In each of those places there is no legal requirement for same-sex sexual attraction, nor for same-sex sexual behavior, nor for gayness.

So the thing sought is NOT based on a sexual orientation.

Marriage, on the other hand, is a sexual relationship -- see the marital presumption of paternity and the public aspect of that sexual type of relationship.

That won't change in 10 years. It has not changed in those places which have imposed SSM.

What did change was the imposition of gay identity politics over and above marriage and justice. Relabelling nonmarriage as marriage is a charade and an injustice.

That is what is entailed in your prediction.

In none of those places have nonmarital trends stalled or been reversed. Is the downard trend part of your prediction, too? Or are you merely going to deny your part in encouraging it?

You may not like to imagine that you have been attacking marraige, but so what?

That is precisely what you are doing when you wish for the Government to abolish the man-woman criterion of marital status.

It is precisely what you are doing when you look forward to changing the culture so that society will be bamboozled by the false claim that children will be raised in "a good and loving way" when fatherhood is systematically segregated from motherhood.
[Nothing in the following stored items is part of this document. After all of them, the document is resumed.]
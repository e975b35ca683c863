//! # Flexural Strength
//!
//! Plastic stress distribution for a composite section with the plastic
//! neutral axis in the steel [AISC I3.2a]. The compression resultant
//! `C = min(ΣQn, Vh)` sits in a 0.85f'c stress block at the top of the slab;
//! the tension resultant acts at the steel centroid.
//!
//! When ribs run parallel to the beam and the block is deeper than the
//! topping, the block continues into the ribs as a T: the full topping
//! carries `0.85·f'c·b_eff·tc` and the rest is spread over the rib width
//! `b_eff·wr/pitch`.

use serde::{Deserialize, Serialize};

use super::{CheckStatus, ConnectorResult, DeckOrientation, DesignInput, DesignSettings, LoadResult};
use crate::derivation::DerivationTrail;
use crate::equations::Equation;
use crate::errors::{nonzero, CalcResult};
use crate::units::{KipFt, KipIn};

const STAGE: &str = "Flexural Strength";

/// Ratio reported when the design capacity is zero (no connectors)
pub const ZERO_CAPACITY_RATIO: f64 = 999.0;

#[derive(Debug, Clone, Copy, PartialEq, Eq, Serialize, Deserialize)]
pub enum StressBlockShape {
    /// Block within the topping (or any perpendicular-rib block)
    Rectangular,
    /// Block extends into parallel ribs
    TShaped,
}

/// Location of the concrete compression resultant.
#[derive(Debug, Clone, Copy, PartialEq, Serialize, Deserialize)]
pub struct StressBlock {
    pub shape: StressBlockShape,
    /// Depth below the slab top, a (in)
    pub depth_in: f64,
    /// Centroid depth below the slab top, y_c (in)
    pub centroid_in: f64,
    /// Force carried by the topping (kips)
    pub slab_force_kips: f64,
    /// Force carried by rib concrete (kips)
    pub rib_force_kips: f64,
}

#[derive(Debug, Clone, PartialEq, Serialize, Deserialize)]
pub struct StrengthResult {
    /// Compression resultant C = min(ΣQn, Vh) (kips)
    pub compression_kips: f64,

    pub block_shape: StressBlockShape,

    /// Stress block depth a (in)
    pub block_depth_in: f64,

    /// Compression centroid depth below slab top y_c (in)
    pub compression_centroid_in: f64,

    /// Lever arm Y between compression and tension resultants (in)
    pub lever_arm_in: f64,

    /// Effective width used (in)
    pub b_eff_in: f64,

    /// Design flexural strength φMn (k-ft)
    pub phi_mn_kipft: f64,

    /// M_u / φMn
    pub ratio: f64,

    pub status: CheckStatus,

    /// Block depth at full composite action, C = Vh (in)
    pub full_composite_block_depth_in: f64,

    /// φMn at full composite action (k-ft), reference only
    pub full_composite_phi_mn_kipft: f64,

    /// Plastic neutral axis height above the beam bottom (in)
    pub pna_height_in: f64,

    /// Bare steel φMp = φ·Fy·Zx (k-ft), reference only
    pub steel_phi_mp_kipft: f64,

    pub derivation: DerivationTrail,
}

/// Stress block carrying `compression_kips` in a slab of width `b_eff_in`.
///
/// # Example
/// ```rust
/// use composite_core::calculations::flexure::{stress_block, StressBlockShape};
/// use composite_core::calculations::{DesignInput, DesignSettings};
///
/// let input = DesignInput::typical_floor_beam();
/// let block = stress_block(229.5, &input, 90.0, &DesignSettings::default()).unwrap();
/// assert_eq!(block.shape, StressBlockShape::Rectangular);
/// assert!((block.depth_in - 1.0).abs() < 1e-12);
/// ```
pub fn stress_block(
    compression_kips: f64,
    input: &DesignInput,
    b_eff_in: f64,
    settings: &DesignSettings,
) -> CalcResult<StressBlock> {
    let fc = input.fc_ksi;
    let tc = input.slab_thickness_in;
    let slab_capacity = 0.85 * fc * b_eff_in * tc;

    let into_ribs = input.deck_orientation == DeckOrientation::Parallel && compression_kips > slab_capacity;
    if !into_ribs {
        let unit_force = nonzero(STAGE, "0.85·f'c·b_eff", 0.85 * fc * b_eff_in)?;
        let a = compression_kips / unit_force;
        return Ok(StressBlock {
            shape: StressBlockShape::Rectangular,
            depth_in: a,
            centroid_in: a / 2.0,
            slab_force_kips: compression_kips,
            rib_force_kips: 0.0,
        });
    }

    let pitch = nonzero(STAGE, "rib_pitch_in", settings.rib_pitch_in)?;
    let rib_width = b_eff_in * input.rib_width_in / pitch;
    let rib_unit_force = nonzero(STAGE, "0.85·f'c·b_rib", 0.85 * fc * rib_width)?;
    let rib_force = compression_kips - slab_capacity;
    let rib_depth = rib_force / rib_unit_force;
    let c = nonzero(STAGE, "C", compression_kips)?;
    let centroid = (slab_capacity * tc / 2.0 + rib_force * (tc + rib_depth / 2.0)) / c;

    Ok(StressBlock {
        shape: StressBlockShape::TShaped,
        depth_in: tc + rib_depth,
        centroid_in: centroid,
        slab_force_kips: slab_capacity,
        rib_force_kips: rib_force,
    })
}

/// Lever arm from the compression centroid to the steel centroid (in)
fn lever_arm(input: &DesignInput, centroid_in: f64) -> f64 {
    input.rib_height_in + input.slab_thickness_in + input.beam.depth_in / 2.0 - centroid_in
}

/// Design flexural strength and demand/capacity ratio.
pub fn check_flexure(
    input: &DesignInput,
    loads: &LoadResult,
    b_eff_in: f64,
    connectors: &ConnectorResult,
    settings: &DesignSettings,
) -> CalcResult<StrengthResult> {
    let phi = settings.phi_flexure;
    let c = connectors.total_capacity_kips.min(connectors.required_shear_kips);
    let block = stress_block(c, input, b_eff_in, settings)?;
    let y = lever_arm(input, block.centroid_in);
    let phi_mn = KipFt::from(KipIn(phi * c * y)).value();
    let m_u = loads.factored_moment_kipft;

    // No demand is never a failure, even with no capacity
    let ratio = if m_u == 0.0 {
        0.0
    } else if phi_mn > 0.0 {
        m_u / phi_mn
    } else {
        ZERO_CAPACITY_RATIO
    };
    let status = CheckStatus::strength(ratio);

    let full_block = stress_block(connectors.required_shear_kips, input, b_eff_in, settings)?;
    let full_lever_arm = lever_arm(input, full_block.centroid_in);
    let full_phi_mn = KipFt::from(KipIn(phi * connectors.required_shear_kips * full_lever_arm)).value();

    let total_height = input.beam.depth_in + input.rib_height_in + input.slab_thickness_in;
    let pna_height = total_height - block.depth_in;
    let steel_phi_mp = phi * input.fy_ksi * input.beam.zx_in3 / 12.0;

    let mut derivation = DerivationTrail::new();
    derivation.push(
        "C",
        format!(
            "min(ΣQn, Vh) = min({:.2}, {:.2}) = {:.2} kips",
            connectors.total_capacity_kips, connectors.required_shear_kips, c
        ),
    );
    match block.shape {
        StressBlockShape::Rectangular => {
            derivation.push_eq(
                "a",
                Equation::StressBlockDepth,
                format!("C / (0.85·f'c·b_eff) = {:.2} / (0.85 × {:.1} × {:.2}) = {:.3} in", c, input.fc_ksi, b_eff_in, block.depth_in),
            );
            derivation.push("y_c", format!("a/2 = {:.3} in", block.centroid_in));
        }
        StressBlockShape::TShaped => {
            derivation.push(
                "Cs",
                format!(
                    "0.85 × {:.1} × {:.2} × {:.2} = {:.2} kips",
                    input.fc_ksi, b_eff_in, input.slab_thickness_in, block.slab_force_kips
                ),
            );
            derivation.push("Cr", format!("{:.2} − {:.2} = {:.2} kips", c, block.slab_force_kips, block.rib_force_kips));
            derivation.push_eq(
                "a",
                Equation::StressBlockDepth,
                format!(
                    "tc + Cr / (0.85·f'c·b_eff·wr/{:.0}) = {:.2} + {:.3} = {:.3} in",
                    settings.rib_pitch_in,
                    input.slab_thickness_in,
                    block.depth_in - input.slab_thickness_in,
                    block.depth_in
                ),
            );
            derivation.push(
                "y_c",
                format!("(Cs·tc/2 + Cr·(tc + ar/2)) / C = {:.3} in", block.centroid_in),
            );
        }
    }
    derivation.push(
        "Y",
        format!(
            "({:.2} + {:.2} + {:.2}/2) − {:.3} = {:.3} in",
            input.rib_height_in, input.slab_thickness_in, input.beam.depth_in, block.centroid_in, y
        ),
    );
    derivation.push_eq(
        "φMn",
        Equation::CompositeFlexuralStrength,
        format!("{:.2} × {:.2} × {:.3} / 12 = {:.2} k-ft", phi, c, y, phi_mn),
    );
    derivation.push(
        "ratio",
        format!("M_u / φMn = {:.2} / {:.2} = {:.3} → {}", m_u, phi_mn, ratio, status),
    );
    derivation.push(
        "φMn_full",
        format!("C = Vh = {:.2} kips, a = {:.3} in → {:.2} k-ft", connectors.required_shear_kips, full_block.depth_in, full_phi_mn),
    );
    derivation.push("PNA", format!("{:.3} − {:.3} = {:.3} in above beam bottom", total_height, block.depth_in, pna_height));
    derivation.push_eq(
        "φMp",
        Equation::SteelPlasticMoment,
        format!("{:.2} × {:.1} × {:.2} / 12 = {:.2} k-ft", phi, input.fy_ksi, input.beam.zx_in3, steel_phi_mp),
    );

    Ok(StrengthResult {
        compression_kips: c,
        block_shape: block.shape,
        block_depth_in: block.depth_in,
        compression_centroid_in: block.centroid_in,
        lever_arm_in: y,
        b_eff_in,
        phi_mn_kipft: phi_mn,
        ratio,
        status,
        full_composite_block_depth_in: full_block.depth_in,
        full_composite_phi_mn_kipft: full_phi_mn,
        pna_height_in: pna_height,
        steel_phi_mp_kipft: steel_phi_mp,
        derivation,
    })
}

#[cfg(test)]
mod tests {
    use super::*;
    use crate::calculations::connectors::connector_capacity;
    use crate::calculations::load_analysis::analyze_loads;
    use crate::calculations::test_inputs::{channel_input, parallel_input, t_block_input};
    use crate::errors::CalcError;

    fn run(input: &DesignInput) -> StrengthResult {
        let settings = DesignSettings::default();
        let loads = analyze_loads(input);
        let connectors = connector_capacity(input, 90.0, &settings).unwrap();
        check_flexure(input, &loads, 90.0, &connectors, &settings).unwrap()
    }

    #[test]
    fn test_typical_partial_composite() {
        let result = run(&DesignInput::typical_floor_beam());
        assert_eq!(result.block_shape, StressBlockShape::Rectangular);
        assert!((result.compression_kips - 320.665).abs() < 1e-3);
        assert!((result.block_depth_in - 1.39723).abs() < 1e-5);
        assert!((result.compression_centroid_in - 0.69862).abs() < 1e-5);
        assert!((result.lever_arm_in - 13.65138).abs() < 1e-5);
        assert!((result.phi_mn_kipft - 328.3144).abs() < 1e-3);
        assert!((result.ratio - 0.78263).abs() < 1e-5);
        assert_eq!(result.status, CheckStatus::Ok);

        assert!((result.full_composite_block_depth_in - 2.24401).abs() < 1e-5);
        assert!((result.full_composite_phi_mn_kipft - 510.9313).abs() < 1e-3);
        assert!((result.steel_phi_mp_kipft - 249.375).abs() < 1e-9);
        assert!((result.pna_height_in - (23.2 - 1.39723)).abs() < 1e-5);
    }

    #[test]
    fn test_parallel_ribs_block_stays_in_topping() {
        let result = run(&parallel_input());
        assert_eq!(result.block_shape, StressBlockShape::Rectangular);
        assert!((result.block_depth_in - 1.117788).abs() < 1e-5);
        assert!((result.phi_mn_kipft - 265.3398).abs() < 1e-3);
        assert!((result.ratio - 0.968381).abs() < 1e-5);
        assert_eq!(result.status, CheckStatus::Ok);
    }

    #[test]
    fn test_channel_full_composite_matches_reference() {
        let result = run(&channel_input());
        assert!((result.compression_kips - 515.0).abs() < 1e-9);
        assert!((result.phi_mn_kipft - 510.9313).abs() < 1e-3);
        assert!((result.phi_mn_kipft - result.full_composite_phi_mn_kipft).abs() < 1e-9);
        assert!((result.ratio - 0.502905).abs() < 1e-5);
    }

    #[test]
    fn test_t_shaped_block_into_parallel_ribs() {
        let result = run(&t_block_input());
        assert_eq!(result.block_shape, StressBlockShape::TShaped);
        assert!((result.compression_kips - 515.0).abs() < 1e-9);
        assert!((result.block_depth_in - 3.48802).abs() < 1e-5);
        assert!((result.compression_centroid_in - 1.466824).abs() < 1e-5);
        assert!((result.lever_arm_in - 11.383176).abs() < 1e-5);
        assert!((result.phi_mn_kipft - 439.67516).abs() < 1e-3);
        assert!(result.derivation.get("Cr").is_some());
    }

    #[test]
    fn test_perpendicular_block_never_t_shaped() {
        let mut input = t_block_input();
        input.deck_orientation = DeckOrientation::Perpendicular;
        let block = stress_block(515.0, &input, 90.0, &DesignSettings::default()).unwrap();
        assert_eq!(block.shape, StressBlockShape::Rectangular);
        assert!(block.depth_in > input.slab_thickness_in);
    }

    #[test]
    fn test_status_boundary() {
        assert_eq!(CheckStatus::strength(1.0), CheckStatus::Ok);
        assert_eq!(CheckStatus::strength(1.0 + 1e-12), CheckStatus::Fail);
    }

    #[test]
    fn test_overloaded_beam_fails() {
        let mut input = DesignInput::typical_floor_beam();
        input.live_load_psf = 250.0;
        let result = run(&input);
        assert!(result.ratio > 1.0);
        assert_eq!(result.status, CheckStatus::Fail);
    }

    #[test]
    fn test_zero_capacity_sentinel() {
        let mut input = DesignInput::typical_floor_beam();
        input.connector_spacing_in = 400.0;
        let result = run(&input);
        assert_eq!(result.phi_mn_kipft, 0.0);
        assert_eq!(result.ratio, ZERO_CAPACITY_RATIO);
        assert_eq!(result.status, CheckStatus::Fail);
        assert!(serde_json::to_string(&result).is_ok());
    }

    #[test]
    fn test_zero_demand_with_zero_capacity_passes() {
        let mut input = DesignInput::typical_floor_beam();
        input.connector_spacing_in = 400.0;
        input.dead_load_psf = 0.0;
        input.live_load_psf = 0.0;
        let result = run(&input);
        assert_eq!(result.phi_mn_kipft, 0.0);
        assert!(result.ratio.abs() < 1e-12);
        assert_eq!(result.status, CheckStatus::Ok);
    }

    #[test]
    fn test_zero_effective_width_is_degenerate() {
        let input = DesignInput::typical_floor_beam();
        let settings = DesignSettings::default();
        let loads = analyze_loads(&input);
        let connectors = connector_capacity(&input, 90.0, &settings).unwrap();
        let err = check_flexure(&input, &loads, 0.0, &connectors, &settings).unwrap_err();
        assert_eq!(err.error_code(), "DEGENERATE_GEOMETRY");
        match err {
            CalcError::DegenerateGeometry { stage, quantity, .. } => {
                assert_eq!(stage, STAGE);
                assert_eq!(quantity, "0.85·f'c·b_eff");
            }
            other => panic!("expected DegenerateGeometry, got {:?}", other),
        }
    }
}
No one-sexed scenario can attain children without the other sex. You know it. You want to segregate the sexes and not for the sake of the children. Two pre-requisites for double-dad or double-mom scenarios: 1) parental relinquishment (or loss), and 2) government intervention to assign a replacement.

With third-party procreation (i.e. use of "donors" in IVF / ARTs) the relinquishment is pre-emptive and is enabled by government legislation to shield the donor from the child. You can't claim that the adults in such a case act in the best interests of children since those children are not concieved until the adults make their selfish choice to attain children for a deliberately fatherless or motherless home.

You really ought to learn more about the nature of humankind -- that which is God-given -- rather than spend so much of your energery clinging to a socio-political construct that self-references. Whatever wonderfulness you feel is attached to gay identity, it is anathema to marriage, sex equality, and to responsible procreation.

Rise above identity politics. Leave marriage alone.

Mabye during the next several years, or sooner, you'll come to realize that there is a core meaning to marriage that SSM can never match.

That denying this to future generations would not be something that children would be thankful for. That the SSM campaign is dead wrong when it abuses judicial review and corrupts the legislative process. That occured in each of the places you named. The end is not just; and the unjust means do not transform an unjust end into something worthy.

What you call "same sex marriage" lacks a core meaning. If you think it has a core meaning, then, plainly state it.

If you depend on a mere assertion of identity politics, then, you'd concede the point.

On Lawn said...

Oh how quickly the victim turns to oppressing victor...

God is great and he created me perfectly. I have nothing else to change. And you cannot convince me otherwise.